→ **DATA PROVIDED**:
* * *

//! External configuration loader.
//!
//! Reads `config.toml` from the executable's directory (or CWD).
//! Falls back to sensible defaults if the file is missing or incomplete.

use serde::Deserialize;
use std::path::PathBuf;

use crate::error::ConfigError;
use crate::sim::words::Language;

// ── Public Config Struct ──

#[derive(Clone, Debug, PartialEq)]
pub struct GameConfig {
    pub timing: TimingConfig,
    pub rules: RulesConfig,
    pub shop: ShopConfig,
    pub seed: Option<u64>,
    pub language: Language,
    pub demo: DemoConfig,
}

#[derive(Clone, Debug, PartialEq, Eq)]
pub struct TimingConfig {
    pub input_tick_ms: u64,
    pub enemy_base_interval_ms: u64,
    pub enemy_min_interval_ms: u64,
    pub respawn_delay_ms: u64,
    pub level_complete_delay_ms: u64, // 0 = switch to the shop on the same tick
}

#[derive(Clone, Debug, PartialEq)]
pub struct RulesConfig {
    pub base_maze_size: usize,
    pub max_maze_size: usize,
    pub spare_positions: usize,    // sampled beyond the word length, hunter spawn pool
    pub respawn_candidates: usize, // pool size when the hunter comes back
    pub speed_increment: f64,      // added to the hunter's multiplier per kill
}

#[derive(Clone, Debug, PartialEq, Eq)]
pub struct ShopConfig {
    pub shield: u32,
    pub sword: u32,
    pub pistol: u32,
    pub drill: u32,
}

#[derive(Clone, Debug, PartialEq, Eq)]
pub struct DemoConfig {
    pub levels: u32,
    pub max_ms: u64,
}

// ── TOML Schema (with serde defaults) ──

#[derive(Deserialize, Debug, Default)]
struct TomlConfig {
    #[serde(default)]
    timing: TomlTiming,
    #[serde(default)]
    rules: TomlRules,
    #[serde(default)]
    shop: TomlShop,
    #[serde(default)]
    general: TomlGeneral,
    #[serde(default)]
    demo: TomlDemo,
}

#[derive(Deserialize, Debug)]
struct TomlTiming {
    #[serde(default = "default_input_tick")]
    input_tick_ms: u64,
    #[serde(default = "default_enemy_base")]
    enemy_base_interval_ms: u64,
    #[serde(default = "default_enemy_min")]
    enemy_min_interval_ms: u64,
    #[serde(default = "default_respawn_delay")]
    respawn_delay_ms: u64,
    #[serde(default = "default_complete_delay")]
    level_complete_delay_ms: u64,
}

#[derive(Deserialize, Debug)]
struct TomlRules {
    #[serde(default = "default_base_maze")]
    base_maze_size: usize,
    #[serde(default = "default_max_maze")]
    max_maze_size: usize,
    #[serde(default = "default_spare_positions")]
    spare_positions: usize,
    #[serde(default = "default_respawn_candidates")]
    respawn_candidates: usize,
    #[serde(default = "default_speed_increment")]
    speed_increment: f64,
}

#[derive(Deserialize, Debug)]
struct TomlShop {
    #[serde(default = "default_shield_price")]
    shield: u32,
    #[serde(default = "default_sword_price")]
    sword: u32,
    #[serde(default = "default_pistol_price")]
    pistol: u32,
    #[serde(default = "default_drill_price")]
    drill: u32,
}

#[derive(Deserialize, Debug, Default)]
struct TomlGeneral {
    #[serde(default)]
    seed: Option<u64>,
    #[serde(default)]
    language: Language,
}

#[derive(Deserialize, Debug)]
struct TomlDemo {
    #[serde(default = "default_demo_levels")]
    levels: u32,
    #[serde(default = "default_demo_max_ms")]
    max_ms: u64,
}

// ── Defaults ──

fn default_input_tick() -> u64 { 110 }
fn default_enemy_base() -> u64 { 600 }
fn default_enemy_min() -> u64 { 200 }
fn default_respawn_delay() -> u64 { 2000 }
fn default_complete_delay() -> u64 { 300 }  // lets the last pickup show before the shop

fn default_base_maze() -> usize { 21 }
fn default_max_maze() -> usize { 35 }
fn default_spare_positions() -> usize { 5 }
fn default_respawn_candidates() -> usize { 20 }
fn default_speed_increment() -> f64 { 0.1 }

fn default_shield_price() -> u32 { 3 }
fn default_sword_price() -> u32 { 4 }
fn default_pistol_price() -> u32 { 5 }
fn default_drill_price() -> u32 { 12 }

fn default_demo_levels() -> u32 { 3 }
fn default_demo_max_ms() -> u64 { 600_000 } // ten simulated minutes

impl Default for TomlTiming {
    fn default() -> Self {
        TomlTiming {
            input_tick_ms: default_input_tick(),
            enemy_base_interval_ms: default_enemy_base(),
            enemy_min_interval_ms: default_enemy_min(),
            respawn_delay_ms: default_respawn_delay(),
            level_complete_delay_ms: default_complete_delay(),
        }
    }
}

impl Default for TomlRules {
    fn default() -> Self {
        TomlRules {
            base_maze_size: default_base_maze(),
            max_maze_size: default_max_maze(),
            spare_positions: default_spare_positions(),
            respawn_candidates: default_respawn_candidates(),
            speed_increment: default_speed_increment(),
        }
    }
}

impl Default for TomlShop {
    fn default() -> Self {
        TomlShop {
            shield: default_shield_price(),
            sword: default_sword_price(),
            pistol: default_pistol_price(),
            drill: default_drill_price(),
        }
    }
}

impl Default for TomlDemo {
    fn default() -> Self {
        TomlDemo {
            levels: default_demo_levels(),
            max_ms: default_demo_max_ms(),
        }
    }
}

impl From<TomlConfig> for GameConfig {
    fn from(toml_cfg: TomlConfig) -> Self {
        GameConfig {
            timing: TimingConfig {
                input_tick_ms: toml_cfg.timing.input_tick_ms.max(1),
                enemy_base_interval_ms: toml_cfg.timing.enemy_base_interval_ms,
                enemy_min_interval_ms: toml_cfg.timing.enemy_min_interval_ms.max(1),
                respawn_delay_ms: toml_cfg.timing.respawn_delay_ms,
                level_complete_delay_ms: toml_cfg.timing.level_complete_delay_ms,
            },
            rules: RulesConfig {
                base_maze_size: toml_cfg.rules.base_maze_size,
                max_maze_size: toml_cfg.rules.max_maze_size.max(toml_cfg.rules.base_maze_size),
                spare_positions: toml_cfg.rules.spare_positions,
                respawn_candidates: toml_cfg.rules.respawn_candidates.max(1),
                speed_increment: toml_cfg.rules.speed_increment.max(0.0),
            },
            shop: ShopConfig {
                shield: toml_cfg.shop.shield,
                sword: toml_cfg.shop.sword,
                pistol: toml_cfg.shop.pistol,
                drill: toml_cfg.shop.drill,
            },
            seed: toml_cfg.general.seed,
            language: toml_cfg.general.language,
            demo: DemoConfig {
                levels: toml_cfg.demo.levels,
                max_ms: toml_cfg.demo.max_ms,
            },
        }
    }
}

impl Default for GameConfig {
    fn default() -> Self {
        TomlConfig::default().into()
    }
}

// ── Loading ──

impl GameConfig {
    /// Load config from `config.toml`.
    /// Search order: (1) exe directory, (2) current working directory.
    /// Missing file or missing keys gracefully fall back to defaults.
    pub fn load() -> Self {
        for dir in candidate_dirs() {
            let path = dir.join("config.toml");
            if !path.exists() { continue; }
            match load_file(&path) {
                Ok(cfg) => {
                    tracing::info!(path = %path.display(), "loaded config");
                    return cfg;
                }
                Err(e) => {
                    tracing::warn!("{e}; using default settings");
                    return GameConfig::default();
                }
            }
        }
        GameConfig::default()
    }

    /// Parse a config document. Missing sections and keys take defaults.
    pub fn from_toml_str(text: &str) -> Result<Self, toml::de::Error> {
        let toml_cfg: TomlConfig = toml::from_str(text)?;
        Ok(toml_cfg.into())
    }
}

fn load_file(path: &PathBuf) -> Result<GameConfig, ConfigError> {
    let text = std::fs::read_to_string(path)
        .map_err(|source| ConfigError::Read { path: path.clone(), source })?;
    GameConfig::from_toml_str(&text)
        .map_err(|source| ConfigError::Parse { path: path.clone(), source })
}

/// Candidate directories to search: exe dir + CWD (deduplicated).
fn candidate_dirs() -> Vec<PathBuf> {
    let mut dirs = vec![];

    if let Ok(exe) = std::env::current_exe() {
        let resolved = exe.canonicalize().unwrap_or(exe);
        if let Some(parent) = resolved.parent() {
            dirs.push(parent.to_path_buf());
        }
    }

    if let Ok(cwd) = std::env::current_dir() {
        if !dirs.iter().any(|d| d == &cwd) {
            dirs.push(cwd);
        }
    }

    if dirs.is_empty() {
        dirs.push(PathBuf::from("."));
    }

    dirs
}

* * *

→ **DIRECTIONS FOR THIS TASK**:
What is wanted is every line from the first line of the entries through the line that contains "pub respawn_candidates: usize, //", given again exactly.

→ **TASK RESULT**:
//! External configuration loader.
//!
//! Reads `config.toml` from the executable's directory (or CWD).
//! Falls back to sensible defaults if the file is missing or incomplete.

use serde::Deserialize;
use std::path::PathBuf;

use crate::error::ConfigError;
use crate::sim::words::Language;

// ── Public Config Struct ──

#[derive(Clone, Debug, PartialEq)]
pub struct GameConfig {
    pub timing: TimingConfig,
    pub rules: RulesConfig,
    pub shop: ShopConfig,
    pub seed: Option<u64>,
    pub language: Language,
    pub demo: DemoConfig,
}

#[derive(Clone, Debug, PartialEq, Eq)]
pub struct TimingConfig {
    pub input_tick_ms: u64,
    pub enemy_base_interval_ms: u64,
    pub enemy_min_interval_ms: u64,
    pub respawn_delay_ms: u64,
    pub level_complete_delay_ms: u64, // 0 = switch to the shop on the same tick
}

#[derive(Clone, Debug, PartialEq)]
pub struct RulesConfig {
    pub base_maze_size: usize,
    pub max_maze_size: usize,
    pub spare_positions: usize,    // sampled beyond the word length, hunter spawn pool
    pub respawn_candidates: usize, // pool size when the hunter comes back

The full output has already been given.